Sanat, özgürlük ve yaratıcılık, toplumu
siyasetten daha hızlı değiştirir. ( Victor Pinchuk ) Dolayısı ile sanatın
toplum üzerindeki olumlu etkileri görmezden gelinemez. Sanattan yoksun
toplumların gerek medeniyette gerek sanayileşmede nerede olduklarına bakmak, sanatın
yeri ve önemini gösterir diye düşünüyorum.
Özellikle insanların var olma çabası
içinde beslendiği kaynaklara baktığımız zaman bunu rahatlıkla görebiliriz. Her
şeyden önce gerek Homo Sapiens gerek Neanderthal insanının kullanmış oldukları ritüeller
bazında, tamamen içgüdüsel olsa da görsel sanatları kullanım şekline baktığımız
zaman, duygularını yansıtma, korkularını ifade etme şekilleri açısından,
estetik bir düzen içinde kendilerini ifade etmişlerdir.

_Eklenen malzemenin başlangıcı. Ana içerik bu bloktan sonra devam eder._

//! Timeline events produced by the external song parser.
//!
//! Events are immutable once handed to the engine. The engine only reads
//! them and relies on the timeline being sorted ascending by `time`.

use serde::{Deserialize, Serialize};

pub type TrackId = u32;

/// Diatonic step of a written pitch.
#[derive(Clone, Copy, Debug, PartialEq, Eq, Serialize, Deserialize)]
pub enum Step {
    C,
    D,
    E,
    F,
    G,
    A,
    B,
}

impl Step {
    /// Position of the step within an octave, C = 0 .. B = 6.
    #[inline]
    pub fn index(self) -> i32 {
        match self {
            Step::C => 0,
            Step::D => 1,
            Step::E => 2,
            Step::F => 3,
            Step::G => 4,
            Step::A => 5,
            Step::B => 6,
        }
    }
}

/// Written pitch of a note.
///
/// - `octave` uses scientific numbering (C4 is middle C)
/// - `alter` is the chromatic alteration in semitones (1 sharp, -1 flat)
#[derive(Clone, Copy, Debug, PartialEq, Eq, Serialize, Deserialize)]
pub struct Pitch {
    pub step: Step,
    pub octave: i8,
    #[serde(default)]
    pub alter: i8,
}

impl Pitch {
    /// Vertical staff row: one row per diatonic step, seven per octave.
    #[inline]
    pub fn staff_row(&self) -> i32 {
        self.octave as i32 * 7 + self.step.index()
    }
}

#[derive(Clone, Debug, PartialEq, Serialize, Deserialize)]
#[serde(rename_all = "camelCase")]
pub struct Note {
    pub time: f64,
    pub duration: f64,
    pub midi_note: u8,
    pub track: TrackId,
    pub pitch: Pitch,
    #[serde(default)]
    pub velocity: u8,
}

#[derive(Clone, Debug, PartialEq, Serialize, Deserialize)]
pub struct Measure {
    pub time: f64,
    pub number: u32,
}

/// One entry of the song timeline.
#[derive(Clone, Debug, PartialEq, Serialize, Deserialize)]
#[serde(tag = "type", rename_all = "lowercase")]
pub enum Event {
    Note(Note),
    Measure(Measure),
}

impl Event {
    #[inline]
    pub fn time(&self) -> f64 {
        match self {
            Event::Note(n) => n.time,
            Event::Measure(m) => m.time,
        }
    }

    /// Measures have no extent on the time axis.
    #[inline]
    pub fn duration(&self) -> f64 {
        match self {
            Event::Note(n) => n.duration,
            Event::Measure(_) => 0.0,
        }
    }

    #[inline]
    pub fn as_note(&self) -> Option<&Note> {
        match self {
            Event::Note(n) => Some(n),
            Event::Measure(_) => None,
        }
    }
}

/// Owned, time-sorted event sequence.
#[derive(Clone, Debug, Default)]
pub struct Timeline {
    items: Vec<Event>,
}

impl Timeline {
    pub fn new(items: Vec<Event>) -> Self {
        debug_assert!(
            items.windows(2).all(|w| w[0].time() <= w[1].time()),
            "timeline must be sorted by time"
        );
        Self { items }
    }

    #[inline]
    pub fn items(&self) -> &[Event] {
        &self.items
    }

    pub fn is_empty(&self) -> bool {
        self.items.is_empty()
    }

    pub fn len(&self) -> usize {
        self.items.len()
    }

    /// Lowest and highest MIDI note played anywhere in the timeline.
    pub fn note_range(&self) -> Option<(u8, u8)> {
        self.items
            .iter()
            .filter_map(Event::as_note)
            .fold(None, |acc, n| match acc {
                None => Some((n.midi_note, n.midi_note)),
                Some((lo, hi)) => Some((lo.min(n.midi_note), hi.max(n.midi_note))),
            })
    }
}
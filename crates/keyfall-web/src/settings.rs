use keyfall_core::{HandFilter, Visualization};
use serde::Deserialize;

/// Display settings pushed by the host as JSON, e.g.
/// `{"pps": 150, "visualization": "sheet", "hand": "left", "showParticles": true}`.
/// Missing fields keep their defaults.
#[derive(Clone, Debug, PartialEq, Deserialize)]
#[serde(default, rename_all = "camelCase")]
pub struct VisualizerSettings {
    pub pps: f64,
    #[serde(with = "visualization_id")]
    pub visualization: Visualization,
    pub hand: HandFilter,
    pub show_particles: bool,
    /// Narrow the keyboard to the song's note range instead of all 88 keys.
    pub fit_keyboard: bool,
}

impl Default for VisualizerSettings {
    fn default() -> Self {
        Self {
            pps: 150.0,
            visualization: Visualization::FallingNotes,
            hand: HandFilter::Both,
            show_particles: true,
            fit_keyboard: false,
        }
    }
}

impl VisualizerSettings {
    pub fn from_json(json: &str) -> anyhow::Result<Self> {
        Ok(serde_json::from_str(json)?)
    }
}

mod visualization_id {
    use keyfall_core::Visualization;
    use serde::{de::Error, Deserialize, Deserializer};

    pub fn deserialize<'de, D: Deserializer<'de>>(d: D) -> Result<Visualization, D::Error> {
        let id = String::deserialize(d)?;
        id.parse().map_err(D::Error::custom)
    }
}
// Shared visual tuning constants used by the renderer and the web frontend.

// Keyboard range (A0..C8)
pub const LOWEST_NOTE: u8 = 21;
pub const HIGHEST_NOTE: u8 = 108;
pub const BLACK_KEY_WIDTH_RATIO: f64 = 0.55; // black lane width relative to a white lane

// Falling notes
pub const NOTE_CORNER_RADIUS: f64 = 5.0;
pub const MEASURE_LINE_WIDTH: f64 = 1.0;
pub const MEASURE_LABEL_OFFSET: [f64; 2] = [6.0, -4.0]; // label position relative to the rule
pub const MEASURE_FONT: &str = "12px system-ui";

// Sheet notation
pub const STAFF_START_X: f64 = 150.0; // x of the play line; notes scroll in from the right
pub const STAFF_LEFT_PAD: f64 = 24.0; // x of the bar connecting the two staves
pub const STAFF_LINE_GAP: f64 = 10.0; // distance between two adjacent staff lines
pub const STAFF_GAP_LINES: f64 = 4.0; // empty line-gaps between the treble and bass staff
pub const TREBLE_BOTTOM_ROW: i32 = 4 * 7 + 2; // E4 sits on the bottom treble line
pub const BASS_BOTTOM_ROW: i32 = 2 * 7 + 4; // G2 sits on the bottom bass line
pub const LEDGER_LINE_HALF_WIDTH: f64 = 10.0;
pub const NOTE_HEAD_WIDTH: f64 = 12.0; // one staff space at NOTE_FONT size
pub const PLAY_LINE_WIDTH: f64 = 4.0;
pub const PLAY_LINE_ALPHA: f64 = 0.35;
pub const NOTE_TAIL_ALPHA: f64 = 0.25;
pub const SHEET_FADE_WINDOW_PX: f64 = 120.0; // distance over which a note darkens before the line
pub const SHEET_COLOR_FLOOR: f64 = 0.15; // keeps tails from washing out at tiny ratios
pub const NOTE_HEAD_GLYPH: &str = "\u{E0A4}"; // SMuFL noteheadBlack
pub const SHARP_GLYPH: &str = "\u{E262}";
pub const FLAT_GLYPH: &str = "\u{E260}";
pub const NOTE_FONT: &str = "40px Bravura";
pub const ACCIDENTAL_OFFSET_X: f64 = -14.0;

// Particles
pub const PARTICLES_PER_NOTE: usize = 12;
pub const PARTICLE_TRAVEL_PX: f32 = 120.0; // particles respawn after rising this far
pub const PARTICLE_DX_RANGE: [f32; 2] = [-0.03, 0.03];
pub const PARTICLE_DY_RANGE: [f32; 2] = [0.8, 2.4];
pub const PARTICLE_SIZE_RANGE: [f32; 2] = [1.5, 3.0];
pub const PARTICLE_SEED: u64 = 0x6b65_7966_616c_6c00;

// Debug overlay
pub const DEBUG_FONT: &str = "12px monospace";
pub const DEBUG_LINE_HEIGHT: f64 = 14.0;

Bu takdirde, daha sanat terimi gelişmeden, sanatın
insanın genetiğinde ya da ruhunda olduğunu söylenebilir mi? Yoksa sadece bir
savunma aracı olarak mı kullanıldı? İlk
evrimleşme sürecinde bile katkıları olduğunu söyleyebilir miyiz?
Bunu neden yapmışlardır? Duygularını ifade
etmek ve yaptıkları şeyin resim veya sanat olduğunu bilmeden duygularını düz
buldukları zemin üzerine yansıtmışlardır. Bu eylem şekli bir çeşit korunma
içgüdüsü müdür? Bilinmez.
“Sanatın amacı, günlük yaşamın bulaşan
tozlarını ruhumuzdan temizlemektir” der, Picasso. O dönem insanları ruhlarını
mı temizlemişlerdi. Kendileri için bir savunma aracı veya bir ritüel mi idi bu
durum. Yoksa neden mağaraların en derin kısımlarını kullanmış olsunlar ki bilinçaltının
dışavurumunu eserlerine yansıtan
sanatçılar da ruhlarını mı temizliyor? Psikiyatri tedavi yöntemleri içinde de
bu konuya benzer tedavi şekilleri var şüphesiz. Salt öncelik para odaklı
olmayan, sadece resim yapan ve sanatını yapan sanatçılarda bu durumu görürüz. Van Gogh’ta görürüz, Monet’te,
Gogen’de. Bilinçaltının dışavurumunun oluşturduğu devinimleri görürüz. Bu
sanatçılara daha sonraki günlerde değinebiliriz.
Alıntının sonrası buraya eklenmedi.